D: Questo tipo di teatro comporta disciplina, metodo e dedizione. Come fai a conciliare la tua vita privata con quella lavorativa?

R: Ho sempre pensato di dedicarmi al 100% al mio lavoro. Non volevo essere una madre. Ad un certo punto ho cambiato idea ed ero incinta. Ho ricevuto la notizia lo stesso giorno della premiere de “l’Albero”. Pensavo: “Potrò continuare a lavorare?”. Ero piena di dubbi. Ho detto al mio compagno Luis che non potevo dedicarmi soltanto ad essere genitore, e alla piccolina che portavo in grembo: “Piccola, tua madre è un’attrice e una regista, lavora a qualcosa che ama, quindi preparati, avrai una vita divertente”.

Sono sempre stata ossessionata dal mio lavoro e ho difeso quello spazio con le unghie e con i denti. Ho lavorato fino all’ottavo mese di gravidanza. Mi sentivo forte, sana e felice. Abbiamo viaggiato in tournée in Argentina, calcolando l’ultima data in cui mi avrebbero permesso di poter viaggiare. Mi sono esibita nelle “Grandi Città sotto la luna” con una pancia enorme, tutti pensavano che avrei partorito a Buenos Aires. Ma Eloísa è nata in Danimarca, ad aprile. Poi, ho deciso di tornare in scena a luglio, tre mesi dopo il parto. Di questo, a dire il vero, me ne pento. Ma venivo dalla formazione/educazione di fare, per fare
l’impossibile.

Oggi, penso che mi sono spinta troppo in là. Posso solo provare gratitudine per le gioie ed i dolori. Non mi giudico. Fui fedele a quello che sentivo in ogni momento. Da allora fino ad oggi, con Luis abbiamo cercato di conciliare la famiglia ed il lavoro. Eloísa è sempre in teatro con l’Odin Teatret o con Ikarus Stage Arts. Viaggia sempre con noi. È estenuante, sì, ma Eloisa è una bambina molto felice. Ho lavorato molto
ogni giorno, più di quanto potessi immaginare.

Nei momenti di difficoltà, penso
spesso a Torgeir, che nonostante stesse morendo di cancro, continuava a
lavorare sempre con il sorriso e con tanta dedizione. Per me lui è
un’ispirazione.

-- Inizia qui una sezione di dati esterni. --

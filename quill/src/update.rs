use iced::{Task, window};

use super::{App, AppEvent};
use crate::routers;

/// Thin dispatch: route each event to its owning router or handler.
pub(super) fn update(app: &mut App, event: AppEvent) -> Task<AppEvent> {
    route(app, event)
}

fn route(app: &mut App, event: AppEvent) -> Task<AppEvent> {
    match event {
        // Explorer widget
        AppEvent::ExplorerUi(event) => {
            routers::explorer::route_event(app, event)
        },
        AppEvent::ExplorerEffect(effect) => {
            routers::explorer::route_effect(app, effect)
        },
        AppEvent::ExplorerCommand(command) => {
            routers::explorer::route_command(app, command)
        },
        // Editor widget
        AppEvent::EditorUi(event) => routers::editor::route_event(app, event),
        AppEvent::EditorEffect(effect) => {
            routers::editor::route_effect(app, effect)
        },
        AppEvent::EditorCommand(command) => {
            routers::editor::route_command(app, command)
        },
        // Chrome widget
        AppEvent::ChromeUi(event) => routers::chrome::route_event(app, event),
        AppEvent::ChromeEffect(effect) => {
            routers::chrome::route_effect(app, effect)
        },
        AppEvent::ChromeCommand(command) => {
            routers::chrome::route_command(app, command)
        },
        // Cross-widget flows
        AppEvent::Flow(flow) => routers::flow::route(app, flow),
        // Direct operations
        AppEvent::Keyboard(event) => routers::keyboard::route(event),
        AppEvent::Window(window::Event::Resized(size)) => {
            routers::window::handle_resize(app, size)
        },
        AppEvent::Window(window::Event::CloseRequested) => {
            routers::window::handle_close_requested()
        },
        AppEvent::Window(_) => Task::none(),
        AppEvent::ResizeWindow(dir) => routers::window::handle_drag_resize(dir),
    }
}
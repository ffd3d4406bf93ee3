pub(crate) mod chrome;
pub(crate) mod editor;
pub(crate) mod explorer;
pub(crate) mod flow;
pub(crate) mod keyboard;
pub(crate) mod window;
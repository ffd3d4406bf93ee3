use iced::widget::{Space, Stack, column, container, row};
use iced::{Element, Length, Theme};

use super::{App, AppEvent};
use crate::components::primitive::resize_grips;
use crate::shared::ui::theme::ThemeProps;
use crate::widgets::chrome::view::action_bar;
use crate::widgets::editor::view::{editor_pane, find_bar, status_bar};
use crate::widgets::explorer::view::sidebar_tree;

const SEPARATOR_WIDTH: f32 = 1.0;
const SEPARATOR_ALPHA: f32 = 0.3;

/// Render the root application view.
pub(super) fn view(app: &App) -> Element<'_, AppEvent, Theme, iced::Renderer> {
    let theme_props: ThemeProps<'_> = ThemeProps::new(&app.theme);
    let chrome_vm = app.widgets.chrome.vm();

    let header = action_bar::view(action_bar::ActionBarProps {
        title: app.title(),
        vm: chrome_vm,
        theme: theme_props,
        fonts: &app.fonts,
    })
    .map(AppEvent::ChromeUi);

    let pane = editor_pane::view(editor_pane::EditorPaneProps {
        vm: app.widgets.editor.pane_vm(),
        fonts: &app.fonts.editor,
        theme: theme_props,
    })
    .map(AppEvent::EditorUi);

    let editor: Element<'_, AppEvent, Theme, iced::Renderer> =
        match app.widgets.editor.find_bar_vm() {
            Some(vm) => {
                let bar = find_bar::view(find_bar::FindBarProps {
                    vm,
                    theme: theme_props,
                })
                .map(AppEvent::EditorUi);
                column![bar, pane].height(Length::Fill).into()
            },
            None => pane,
        };

    let body: Element<'_, AppEvent, Theme, iced::Renderer> =
        if app.state.is_sidebar_hidden() {
            editor
        } else {
            let sidebar = container(
                sidebar_tree::view(sidebar_tree::SidebarTreeProps {
                    vm: app.widgets.explorer.tree_vm(),
                    theme: theme_props,
                })
                .map(AppEvent::ExplorerUi),
            )
            .width(Length::Fixed(app.state.sidebar_width()))
            .height(Length::Fill);

            row![sidebar, vertical_separator(theme_props), editor]
                .height(Length::Fill)
                .into()
        };

    let status = status_bar::view(status_bar::StatusBarProps {
        vm: app.widgets.editor.status_vm(),
        theme: theme_props,
    })
    .map(AppEvent::EditorUi);

    let layout = column![header, body, status]
        .width(Length::Fill)
        .height(Length::Fill);

    // No resize grips while the window covers the whole screen.
    let grips: Element<'_, AppEvent, Theme, iced::Renderer> =
        if chrome_vm.is_fullscreen || chrome_vm.is_maximized {
            Space::new().into()
        } else {
            resize_grips::view().map(|event| match event {
                resize_grips::ResizeGripEvent::Resize(dir) => {
                    AppEvent::ResizeWindow(dir)
                },
            })
        };

    Stack::with_children([layout.into(), grips])
        .width(Length::Fill)
        .height(Length::Fill)
        .into()
}

fn vertical_separator(
    theme_props: ThemeProps<'_>,
) -> Element<'_, AppEvent, Theme, iced::Renderer> {
    let palette = theme_props.theme.iced_palette();
    let mut color = palette.dim_white;
    color.a = SEPARATOR_ALPHA;

    container(Space::new())
        .width(Length::Fixed(SEPARATOR_WIDTH))
        .height(Length::Fill)
        .style(move |_| iced::widget::container::Style {
            background: Some(color.into()),
            ..Default::default()
        })
        .into()
}
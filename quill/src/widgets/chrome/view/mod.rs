pub(crate) mod action_bar;
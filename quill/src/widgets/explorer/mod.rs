mod command;
pub(crate) mod event;
pub(crate) mod model;
mod reducer;
mod state;
pub(crate) mod view;

pub(crate) use command::ExplorerCommand;
pub(crate) use event::{ExplorerEffect, ExplorerEvent};
use iced::Task;
use state::ExplorerState;

/// Explorer widget: owns the lazily loaded folder tree, its expansion
/// set, and the active and hovered rows.
pub(crate) struct ExplorerWidget {
    state: ExplorerState,
}

impl ExplorerWidget {
    pub(crate) fn new() -> Self {
        Self {
            state: ExplorerState::default(),
        }
    }

    /// Reduce a command into state updates and effects.
    pub(crate) fn reduce(
        &mut self,
        command: ExplorerCommand,
    ) -> Task<ExplorerEffect> {
        reducer::reduce(&mut self.state, command)
    }

    /// Return a flattened view model for the sidebar tree.
    pub(crate) fn tree_vm(&self) -> model::ExplorerTreeViewModel<'_> {
        model::ExplorerTreeViewModel {
            root_label: self.state.root_label(),
            rows: self.state.visible_rows(),
            placeholder: self.state.root_status().placeholder(),
        }
    }
}

impl Default for ExplorerWidget {
    fn default() -> Self {
        Self::new()
    }
}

Anche se la mia famiglia è lontana e spesso sento di aver
bisogno di loro, apprezzo l’aver avuto, ugualmente qui, un’importante rete di
supporto. Stiamo crescendo nostra figlia con l’aiuto di Gabriela Arancibia e
Michelle Marie Rodriguez, e all’occorrenza ci sono anche Francesca Tesoniero e
altri Ikarus. Qualche anno fa ci hanno aiutato molto anche Paola Vilchez e
Yessica Alvarado.

Apprezzo aver avuto tutto ciò, è
stato essenziale. Una cosa che ho capito nel tempo è che per conciliare vita
privata e lavoro è importante essere coerenti con sé stessi. Il tempo non si
ferma se non impari a tacere e a fermarti. E se non impari, il tuo corpo lo fa
per te. L’onestà assume un valore profondo ed anche imparare a saper chiedere
aiuto.

L’Odin Teatret, Ikarus, Luis ed
Eloísa mi spingono sempre ad andare oltre. Unire i due ambiti, la famiglia e il
mio lavoro, mi ha fatto crescere fin dall’inizio, mi ha insegnato ad affrontare
le mie paure e spronato a fare l’impossibile. L’impossibile è un traguardo che
non sempre viene raggiunto…e questo frustra. Eloisa, mia figlia, oggi è la
mia grande maestra. È lei che mi fa scoprire ogni giorno qualcosa che non
conoscevo di me stessa. Mi ha dato saggezza, pazienza e la consapevolezza
dell’amore incondizionato.

D: Eugenio Barba durante l’incontro avvenuto subito dopo lo spettacolo
“L’albero” il 19-11-21 presso i Cantieri Teatrali Koreja a Lecce, ha espresso
la volontà di non voler tramandare L’Odin. Come parte integrante della
compagnia, quali sono le tue aspettative e cosa pensi di fare dopo questa
esperienza?

R: Uno dei motivi per cui ho
scelto di fare teatro è perché quello che amo di più è viaggiare ed imparare
dall’incontro che nasce tra culture diverse. Sono grata di lavorare su ciò che
per me ha un significato, circondata da persone che mi ispirano e mi spingono a
crescere ogni giorno. Da parte mia, cerco di adempiere al grande compito di
vivere e godermi il momento presente il più possibile.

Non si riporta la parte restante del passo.